By default this SOC pin is not exported (same with most of the other gpios for that matter). What libsoc does is it first checks to see if the gpio has been exported, if it has not been exported (which is the case) then libsoc does an export by writing “18” to /sys/class/gpio/export (you can do this manually with echo). After the export you will find gpio18 in /sys/class/gpio. Finally you can drive the CS high or low by writing a “1” or “0” to /sys/class/gpio/gpio18/value (again you can do this manually with echo).

The libsoc GPIO config file only aliases GPIO_A through GPIO_L so that code written to one 96Boards SOC can be ported to another SOC. I suspect that there should be aliases added for things like the SPI chip select.

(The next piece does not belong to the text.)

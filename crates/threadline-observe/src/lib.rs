//! Observability setup for Threadline: tracing subscriber and optional
//! OpenTelemetry export.

pub mod tracing_setup;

Full Disclosure: I am an employee of Qualcomm Canada, any opinions expressed in this or any other post may not reflect the opinions of my employer.

@suicidaleggroll

There are some issues that have been identified with the block mode of the spi-qup driver. For transactions over a specific amount (31 bytes I believe), block mode is used for transactions. DMA is not used unless a very specific set of prerequisites are satisfied (like aligned to the cache line size).

I worked up a set of patches that should fix this issue. I have not seen any errors in transactions since applying them. I was seeing multiple failures at various block sizes without these patches.

git://git.kernel.org/pub/scm/linux/kernel/git/agross/linux.git
branch: spi-wip

8ec8b82 spi: qup: Fix block mode to work correctly
807582a spi: qup: Use correct check for DMA prep return
767532d spi: qup: Wait for QUP to complete
2c438ae spi: qup: Fix transaction done signaling

These four are the ones you need. Please let me know if this fixes your issue. I need to redo some of the commit messages, but based on testing from srini and hopefully you, I can send them to the lists soon.

Regards,

Andy

@agross

That’s definitely made an improvement! (BTW, I think that most recent commit should be 698179c rather than 8ec8b82, I wasn’t getting any results with 8ec8b82 and 698179c matches the name you gave).

The problem hasn’t been fixed completely, I can still trigger it by using a batch size that’s a multiple of 16 and is at least 32 (eg: 32, 48, 64, 80), but anything other than that (like 4095) appears to run indefinitely. I was getting some “unexpected irq” warnings in the debug console when using a size of 127, but it was very intermittent and I didn’t get any hard failures. I haven’t seen it with any other sizes so far.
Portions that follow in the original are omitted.